Tell Chuck Berry the News

   Last Tuesday night, on the pub date of my new book, I did an event at Magnetic Fields, a bar in Brooklyn.  I first read a passage from Drama City, and then Steve Wynn and his band, the Miracle 3, joined me onstage and played behind me as I read from The Night Gardener.  It was an experiment of sorts.  We had not rehearsed it, nor did we plan it out (the third track of my promotional CD with Steve features my reading over his playing, but the vocal and music tracks were recorded long distance).  The only clue Steve gave me was that he was going to do an “electric-era MIles thing,” which I took to mean a jazz-funk groove with Wynn taking the John McLaughlin role a la the Tribute to Jack Johnson record.

  Anyway, we did it, and judging from the crowd reaction, it worked. 

  Next, the band (Wynn, guitar; Chris Brokaw, guitar; Linda Pitmon, drums; Dave DeCastro, bass; a new guy, keys) played their own set and amped up the crowd with songs like “Death Valley Days,” “Smash Myself to Bits,” “Cindy, It Was Always You,” (music, Wynn; lyrics, Pelecanos) and Dream Syndicate classics “Merrittville,” “Burn,” and “Days of Wine and Roses.”  Later, Yo La Tango core members Ira Kaplan and Georgia Hubley joined the band onstage for a verison of The Flaming Groovies “Shake Some Action,” which had me up in the rafters.

   It was a great night.  If you ever have a chance to to see Steve Wynn’s band live, do so.  They tear it up.

   I have done similar events before, starting at Filthy McNasty’s in London, and later, a thing up in Boston with Dennis Lehane, where we read between sets by The Dropkick Murhpys and Joe Pernice.  But I had never read with a band (once, in Manchester, England, England, I wandered into a club where John Harvey was reading as a jazz combo played behind him, so I am not the first.  Leave it to hepcat Harvey to blaze the trail).

   The publisher had set up a table up front where people could buy books.  I think we sold about thirty copies.  It’s true that I could have done “better” at a traditonal signing, but I considered this experience much more valuable.  To be able to do this kind of thing is a perk for me.  Also, I feel as if the people who were there are going to remember the event for far longer than they would if they had attended another reading/Q&A/signing.  The marriage of forms (in this case, rock and crime writing) brought some people together who otherwise might never have met.  Put it another way: Steve copped some new fans, and so did I.  Plus, we all had fun.

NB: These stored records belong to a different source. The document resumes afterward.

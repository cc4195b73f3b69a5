//! API identifier formatting.
//!
//! The upstream service addresses specifications by a single path segment.
//! Known identifiers (e.g. `openai`) are used as-is; URL-shaped identifiers
//! are flattened into a delimiter-safe segment by stripping the protocol and
//! replacing `/` with `__`.

/// Canonicalize an API identifier into the path segment the upstream expects.
///
/// If `id` starts with `http://` or `https://` (case-sensitive, exactly
/// those two schemes), the prefix is stripped once and every `/` in the
/// remainder becomes `__`. Consecutive slashes are not collapsed. Any other
/// input, including the empty string, is returned unchanged, which makes the
/// function idempotent on its own output.
#[must_use]
pub fn format_api_id(id: &str) -> String {
    for scheme in ["https://", "http://"] {
        if let Some(rest) = id.strip_prefix(scheme) {
            return rest.replace('/', "__");
        }
    }
    id.to_string()
}
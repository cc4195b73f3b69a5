//! Configuration types for the upstream gateway.

use serde::{Deserialize, Serialize};
use std::time::Duration;

/// Production API-search service host.
pub const DEFAULT_BASE_URL: &str = "https://oapis.org";

/// Immutable upstream configuration, constructed once at process start.
#[derive(Debug, Clone)]
pub struct UpstreamConfig {
    /// Base URL of the API-search service. Trailing slashes are tolerated.
    pub base_url: String,
    /// Per-request timeout. `None` (the default) applies no timeout beyond
    /// whatever the transport itself enforces; a single attempt is made
    /// either way, with no retry.
    pub timeout: Option<Duration>,
}

impl Default for UpstreamConfig {
    fn default() -> Self {
        Self {
            base_url: DEFAULT_BASE_URL.to_string(),
            timeout: None,
        }
    }
}

/// Requested encoding of a tool result.
///
/// Drives the `Accept` header on the upstream request and whether the
/// response body is re-encoded before being returned.
#[derive(Debug, Clone, Copy, Default, PartialEq, Eq, Serialize, Deserialize)]
#[serde(rename_all = "lowercase")]
pub enum OutputFormat {
    #[default]
    Json,
    Yaml,
}

impl OutputFormat {
    /// `Accept` header value sent upstream for this format.
    #[must_use]
    pub const fn accept_header(self) -> &'static str {
        match self {
            Self::Json => "application/json",
            Self::Yaml => "text/yaml",
        }
    }

    /// Parse a tool-call `format` argument. Only the two wire spellings are
    /// accepted; anything else is a caller error.
    #[must_use]
    pub fn parse(value: &str) -> Option<Self> {
        match value {
            "json" => Some(Self::Json),
            "yaml" => Some(Self::Yaml),
            _ => None,
        }
    }
}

   I’m not suggesting that in-store appearances are wrong or ineffective in any way.  But I would suggest that it’s all right to occasionally mix things up and think beyond the line of tradition when promoting your books.  You hear all the time that “young people don’t read.”  I think they do read, but they don’t come out, generally, for boring events.  Take the event to their arena, and see what happens.